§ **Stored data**
//! Collection schema provisioning.
//!
//! `tsync schemas push` makes sure every collection defined by a local JSON
//! schema file exists in Typesense. Existing collections are never modified
//! or deleted. Each missing collection is created independently: one failed
//! create is logged and the remaining schemas are still attempted.
//!
//! If the list of existing collections cannot be retrieved, nothing is
//! evaluated and the command fails.

use anyhow::{bail, Context, Result};
use serde_json::Value;
use std::collections::HashSet;
use std::path::{Path, PathBuf};
use tracing::{error, info};
use walkdir::WalkDir;

use crate::config::Config;
use crate::traits::SearchIndex;
use crate::typesense::TypesenseClient;

/// A collection schema loaded from disk.
#[derive(Debug, Clone, PartialEq)]
pub struct CollectionSchema {
    pub name: String,
    /// The full definition, sent as-is on create.
    pub definition: Value,
    pub path: PathBuf,
}

/// What happened to one local schema.
#[derive(Debug, Clone, PartialEq)]
pub enum SchemaOutcome {
    /// A collection with this name already exists.
    Skipped,
    Created,
    /// Dry run: the collection is missing and would be created.
    WouldCreate,
    Failed(String),
}

#[derive(Debug, Clone, Default)]
pub struct PushReport {
    pub existing: Vec<String>,
    pub outcomes: Vec<(String, SchemaOutcome)>,
}

impl PushReport {
    pub fn count(&self, outcome: &SchemaOutcome) -> usize {
        self.outcomes
            .iter()
            .filter(|(_, o)| std::mem::discriminant(o) == std::mem::discriminant(outcome))
            .count()
    }
}

/// Load every `*.json` file directly inside `dir`, sorted by file name.
///
/// Each file must be a JSON object with a string `name`.
pub fn load_local_schemas(dir: &Path) -> Result<Vec<CollectionSchema>> {
    if !dir.is_dir() {
        bail!("Schema directory not found: {}", dir.display());
    }

    let mut schemas = Vec::new();
    for entry in WalkDir::new(dir)
        .min_depth(1)
        .max_depth(1)
        .sort_by_file_name()
    {
        let entry = entry.with_context(|| format!("Failed to read {}", dir.display()))?;
        let path = entry.path();
        if !entry.file_type().is_file() || path.extension().and_then(|e| e.to_str()) != Some("json")
        {
            continue;
        }

        let content = std::fs::read_to_string(path)
            .with_context(|| format!("Failed to read schema file: {}", path.display()))?;
        let definition: Value = serde_json::from_str(&content)
            .with_context(|| format!("Invalid JSON in schema file: {}", path.display()))?;
        let name = definition
            .get("name")
            .and_then(Value::as_str)
            .filter(|n| !n.is_empty())
            .with_context(|| format!("Schema file has no \"name\": {}", path.display()))?
            .to_string();

        schemas.push(CollectionSchema {
            name,
            definition,
            path: path.to_path_buf(),
        });
    }

    Ok(schemas)
}

/// Create every schema in `schemas` whose collection is not yet present.
///
/// `existing` is the set of collection names already on the server.
pub async fn push_schemas(
    index: &dyn SearchIndex,
    existing: &HashSet<String>,
    schemas: &[CollectionSchema],
    dry_run: bool,
) -> Vec<(String, SchemaOutcome)> {
    let mut outcomes = Vec::with_capacity(schemas.len());

    for schema in schemas {
        let outcome = if existing.contains(&schema.name) {
            info!(collection = %schema.name, "collection already exists, skipping");
            SchemaOutcome::Skipped
        } else if dry_run {
            info!(collection = %schema.name, "collection missing (dry-run)");
            SchemaOutcome::WouldCreate
        } else {
            match index.create_collection(&schema.definition).await {
                Ok(()) => {
                    info!(collection = %schema.name, "collection created");
                    SchemaOutcome::Created
                }
                Err(e) => {
                    let message = format!("{:#}", e);
                    error!(collection = %schema.name, error = %message, "failed to create collection");
                    SchemaOutcome::Failed(message)
                }
            }
        };
        outcomes.push((schema.name.clone(), outcome));
    }

    outcomes
}

/// Retrieve existing collections, load local schemas, create what is missing.
pub async fn provision(index: &dyn SearchIndex, dir: &Path, dry_run: bool) -> Result<PushReport> {
    let mut existing = index
        .list_collections()
        .await
        .context("Could not fetch existing collections")?;
    existing.sort();
    info!(collections = ?existing, "existing collections");

    let schemas = load_local_schemas(dir)?;
    info!(dir = %dir.display(), count = schemas.len(), "loaded local schemas");

    let existing_set: HashSet<String> = existing.iter().cloned().collect();
    let outcomes = push_schemas(index, &existing_set, &schemas, dry_run).await;

    Ok(PushReport { existing, outcomes })
}

/// `tsync schemas push`.
pub async fn run_push(config: &Config, dir: Option<PathBuf>, dry_run: bool) -> Result<PushReport> {
    let client = TypesenseClient::from_config(&config.typesense)?;
    let dir = dir.unwrap_or_else(|| config.schemas.dir.clone());

    let report = provision(&client, &dir, dry_run).await?;

    if report.existing.is_empty() {
        println!("existing collections: none");
    } else {
        println!("existing collections: {}", report.existing.join(", "));
    }
    for (name, outcome) in &report.outcomes {
        match outcome {
            SchemaOutcome::Skipped => println!("  {:<16} skipped (exists)", name),
            SchemaOutcome::Created => println!("  {:<16} created", name),
            SchemaOutcome::WouldCreate => println!("  {:<16} would create", name),
            SchemaOutcome::Failed(e) => println!("  {:<16} FAILED: {}", name, e),
        }
    }
    println!("schema check complete");

    Ok(report)
}

/// `tsync schemas list`.
pub async fn run_list(config: &Config) -> Result<()> {
    let client = TypesenseClient::from_config(&config.typesense)?;
    let mut names = client
        .list_collections()
        .await
        .context("Could not fetch existing collections")?;
    names.sort();
    for name in names {
        println!("{}", name);
    }
    Ok(())
}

§ **PROMPT**
Where a line in the records above contains the string "PathBuf", return that line.

§ **RESPONSE FOR THIS EXERCISE**
use std::path::{Path, PathBuf};
    pub path: PathBuf,
pub async fn run_push(config: &Config, dir: Option<PathBuf>, dry_run: bool) -> Result<PushReport> {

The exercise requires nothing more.